It was a rotten apple. Now that was a funny thing to find there in the sand.
Chapter 4
ALL THAT AFTERNOON I sat working with Tillotson in my office in the yard. He had got some book on management that had a chapter upon cost accounts, and we were trying to thrash out a means of harnessing the ancient art of ship repairing with the reins of modern business. I remember that particularly because it was a job that would take some doing at the best of times, and I had only half my mind on it that afternoon.
I broke off for a minute in the middle of the afternoon, and rang up Dixon on the telephone. I wasn’t certain that he could tell me anything I didn’t know, but I made an appointment, finished up early at the office, and I went up to see him after tea. He greeted me by asking how I was.
“Pretty fit physically,” I replied. “Mentally — perhaps not quite so good.”
He grinned. “You’re looking very well.”
“Lunatics often do,” I said. “You should know that. Now, what I’ve come about is this. I want you to tell me all about that injury to my head.”
He frowned in perplexity. “Tell you about it?”
I nodded. “I want to know exactly what sort of condition I was in when first you saw me, after the crash.”
He raised his eyebrows a little and reached for a ledger on his desk. I watched him with some amusement while he adjusted his eyeglasses. He turned a few pages, and then stopped.
He coughed. “I saw you at “Well, you were . seven-forty-five a.m.,” he said. . blanched appearance.” quite unconscious . He scanned the page. “A lacerated and contused wound in the occipital region. Slight hæmatoma — that’s bleeding under the scalp, you know. No hemiplegia. Reflexes sluggish. Pupils equal, slightly dilated. Smell of alcohol.”

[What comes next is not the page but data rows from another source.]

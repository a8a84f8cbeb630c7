//! Model groups: named, server-persisted collections of model URLs.

use serde::{Deserialize, Serialize};
use serde_json::{Map, Value};
use uuid::Uuid;

/// A model group. Identity is the (unique) name; `id` is an opaque
/// identifier assigned at creation.
#[derive(Debug, Clone, PartialEq, Serialize, Deserialize)]
#[serde(rename_all = "camelCase")]
pub struct ModelGroup {
    pub id: String,
    pub name: String,
    #[serde(default)]
    pub model_urls: Vec<String>,
    #[serde(flatten)]
    pub extra: Map<String, Value>,
}

impl ModelGroup {
    /// Build a new group with a fresh id, de-duplicating the member
    /// URLs.
    pub fn new(name: impl Into<String>, model_urls: Vec<String>) -> Self {
        Self {
            id: Uuid::new_v4().to_string(),
            name: name.into(),
            model_urls: dedup(model_urls),
            extra: Map::new(),
        }
    }

    /// Return a copy with the given members added, keeping set
    /// semantics and existing order.
    pub fn with_members_added(&self, urls: &[String]) -> Self {
        let mut group = self.clone();
        for url in urls {
            if !group.model_urls.contains(url) {
                group.model_urls.push(url.clone());
            }
        }
        group
    }

    /// Return a copy with the given members removed.
    pub fn with_members_removed(&self, urls: &[String]) -> Self {
        let mut group = self.clone();
        group.model_urls.retain(|u| !urls.contains(u));
        group
    }

    /// Return a copy with duplicate member URLs removed. Applied
    /// before every save.
    pub fn deduplicated(&self) -> Self {
        let mut group = self.clone();
        group.model_urls = dedup(std::mem::take(&mut group.model_urls));
        group
    }
}

fn dedup(urls: Vec<String>) -> Vec<String> {
    let mut seen = std::collections::HashSet::new();
    urls.into_iter().filter(|u| seen.insert(u.clone())).collect()
}

#[cfg(test)]
mod tests {
    use super::*;

    fn urls(list: &[&str]) -> Vec<String> {
        list.iter().map(|s| s.to_string()).collect()
    }

    #[test]
    fn new_group_deduplicates() {
        let group = ModelGroup::new("favs", urls(&["a", "b", "a"]));
        assert_eq!(group.model_urls, urls(&["a", "b"]));
        assert!(!group.id.is_empty());
    }

    #[test]
    fn adding_members_is_a_set_union() {
        let group = ModelGroup::new("favs", urls(&["a", "b"]));
        let updated = group.with_members_added(&urls(&["b", "c"]));
        assert_eq!(updated.model_urls, urls(&["a", "b", "c"]));
        // The original is untouched.
        assert_eq!(group.model_urls, urls(&["a", "b"]));
    }

    #[test]
    fn removing_members() {
        let group = ModelGroup::new("favs", urls(&["a", "b", "c"]));
        let updated = group.with_members_removed(&urls(&["b", "missing"]));
        assert_eq!(updated.model_urls, urls(&["a", "c"]));
    }

    #[test]
    fn wire_form_uses_camel_case() {
        let group = ModelGroup::new("favs", urls(&["a"]));
        let value = serde_json::to_value(&group).unwrap();
        assert!(value.get("modelUrls").is_some());
    }
}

He glanced at me. “Is that what you want to know?”
I sat for a little time in thought. “I suppose it is,” I said at last. “There’s just one thing. You told me that you saw my car before it was repaired. You said it had a hole in the roof. Would you say that that injury is in keeping with the hole?”
“I don’t understand.”
“Well,” I said, “the car’s got a fabric roof. From the inside, there’s first a soft cloth ceiling, and then a layer of felt; and then a few small laths, and then the outer fabric. There’s nothing very hard. You say I rammed my head through the lot. Is that the sort of injury that you’d expect?”
He smiled. “I really couldn’t say,” he replied. “I’ve never seen it done before. But it’s the sort of injury you got.”
There was nothing to be gained by staying on. I got up and picked my hat and stick up from the chair. “Oh, well,” I said, “it’s interesting to know. Just one thing more. I suppose that injury could have been caused by any sort of blow? Of course, actually it happened in the crash. But you wouldn’t have to be in a car to get an injury like that?”
“Oh, no. It could happen in a great variety of accidents.”
I laughed. “It would be just like that if some kind friend had slugged me on the head from behind?”
He laughed with me. “I should think so. Just like that.”
I nodded. “That’s all I wanted to know. Put it down to the concussion if you like, or drink.”
But he got to his feet, his brows contracted in a frown. “You weren’t speaking seriously?”
I moved towards the door. “It doesn’t pay to be serious,” I said. “It only means that people laugh behind your back, instead of to your face.” And so I went away, and back to my own house to dine.
That evening I wanted above everything to have a talk with Fedden. I rang up his house as soon as I got home, but they didn’t know when he was coming back. He was staying at his club in town. I went up and dressed for dinner, as I always do when I’m alone, and went down to the dining-room to eat. I cut it short and had coffee and my cigar in the model room; I can remember wandering restlessly about the house all evening, unable to settle down to anything.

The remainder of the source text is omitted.